Какая-то чудовищная нить раскалялась с непостижимой быстротой. Она была над головой, над теменем Валка, и погасить ее можно было только мгновенным сверхусилием. Сначала человек собрался в точку, точка стремительно тяжелела, но тяжесть прибывала не извне, а изнутри. Откуда изнутри? Впоследствии Валк не мог дать определенного объяснения этому феномену. Во всяком случае, мысль о сгущенной, материализованной воле не казалась ему вздорной. Но как бы то ни было, когда вернулось привычное восприятие пространства и тело обрело нормальные размеры, Валк почувствовал огромную усталость и ломотную, ноющую боль, особенно в плечах и груди. И вместе с этой болью пришел покой, пришло чувство освобождения и уверенности. Уверенность была беспредметной, но Валк явственно ощущал, что от него одного зависит дальнейшая судьба этой уверенности и он может придать ей любое направление.

Это чувство немеркнущей уверенности сохраняло предельно четкую стабильность вплоть до того самого дня, двадцать восьмого июля, когда Валк решил, что пора вернуть Альберту сознание. Почему именно двадцать восьмого? Дать вразумительный ответ на этот вопрос Валк не мог ни себе, ни другим. Ягич в этот день смотрела на него своими огромными зелеными глазами, и, добро, было бы в них осуждение, недовольство, негодование нет, ничего такого не было. Было только одно: ожидание неотвратимого бедствия, но неотвратимого в той мере, которая человеку уже не подвластна.

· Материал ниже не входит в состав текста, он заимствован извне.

use crate::Vec2;

#[derive(Clone, Copy, Debug, Default, PartialEq, Eq)]
#[cfg_attr(feature = "serde", derive(serde::Serialize, serde::Deserialize))]
pub struct Color(pub u8, pub u8, pub u8, pub u8);

impl Color {
    pub const TRANSPARENT: Color = Color(0, 0, 0, 0);
    pub const BLACK: Color = Color(0, 0, 0, 255);
    pub const WHITE: Color = Color(255, 255, 255, 255);

    pub fn from_rgb(r: u8, g: u8, b: u8) -> Self {
        Color(r, g, b, 255)
    }

    pub fn from_rgba(r: u8, g: u8, b: u8, a: u8) -> Self {
        Color(r, g, b, a)
    }

    /// Lenient hex decode; malformed input falls back to opaque black.
    /// Style-sheet decoding goes through [`Color::parse`] instead, which
    /// reports failure.
    pub fn from_hex(hex: &str) -> Self {
        Self::parse(hex).unwrap_or(Color::BLACK)
    }

    /// Strict `#rrggbb` / `#rrggbbaa` decode.
    pub fn parse(hex: &str) -> Option<Self> {
        let s = hex.trim().trim_start_matches('#');
        if !s.is_ascii() {
            return None;
        }
        let byte = |i: usize| u8::from_str_radix(&s[i..i + 2], 16).ok();
        match s.len() {
            6 => Some(Color(byte(0)?, byte(2)?, byte(4)?, 255)),
            8 => Some(Color(byte(0)?, byte(2)?, byte(4)?, byte(6)?)),
            _ => None,
        }
    }

    pub fn with_alpha(self, a: u8) -> Self {
        Color(self.0, self.1, self.2, a)
    }
}

/// Fill description: solid color or a linear gradient in the local space of
/// the rect being filled.
#[derive(Clone, Copy, Debug, PartialEq)]
#[cfg_attr(feature = "serde", derive(serde::Serialize, serde::Deserialize))]
pub enum Brush {
    Solid(Color),
    Linear {
        start: Vec2,
        end: Vec2,
        start_color: Color,
        end_color: Color,
    },
}

impl From<Color> for Brush {
    fn from(c: Color) -> Self {
        Brush::Solid(c)
    }
}

pub struct LinearGradient;

impl LinearGradient {
    pub fn vertical(top: Color, bottom: Color) -> Brush {
        Brush::Linear {
            start: Vec2 { x: 0.0, y: 0.0 },
            end: Vec2 { x: 0.0, y: 1.0 },
            start_color: top,
            end_color: bottom,
        }
    }

    pub fn horizontal(left: Color, right: Color) -> Brush {
        Brush::Linear {
            start: Vec2 { x: 0.0, y: 0.0 },
            end: Vec2 { x: 1.0, y: 0.0 },
            start_color: left,
            end_color: right,
        }
    }
}

#[cfg(test)]
mod tests {
    use super::*;

    #[test]
    fn parse_hex() {
        assert_eq!(Color::parse("#FF5733"), Some(Color(255, 87, 51, 255)));
        assert_eq!(Color::parse("FF5733AA"), Some(Color(255, 87, 51, 170)));
        assert_eq!(Color::parse("#F53"), None);
        assert_eq!(Color::parse("#GG5733"), None);
        assert_eq!(Color::from_hex("#bogus!"), Color::BLACK);
    }
}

В полдень звонил Даль. Валк не сомневался, что звонком своего "дражайшего коллеги" он целиком обязан Ягич, которая, видимо, убедила себя, что лучше все-таки действие, пусть даже бесполезное, чем вообще никакого действия. И странное дело, хотя разговор с Далем был сейчас явно некстати, чтобы не сказать больше, Валк не сделал ординатору Ягич внушения за самочинность. Больше того, он даже передал ей содержание разговора, основной приметой которого, по его собственному определению, было полнейшее отсутствие информации. Даль говорил об ответственности медика, и Валк поблагодарил его за свежую и оригинальную мысль, которую в последний раз слышал всего лет десять назад в интерпретации выпускника средней школы, трижды провалившегося на вступительном экзамене. Даль, в свою очередь, поблагодарил Валка за исключительно насыщенную информацию об интуиции, которую еще в прошлом, двадцатом, веке некий философ-обществовед определил как инвариант знаменитой проблемы схоластики "Сколько чертей может уместиться на конце иголки?".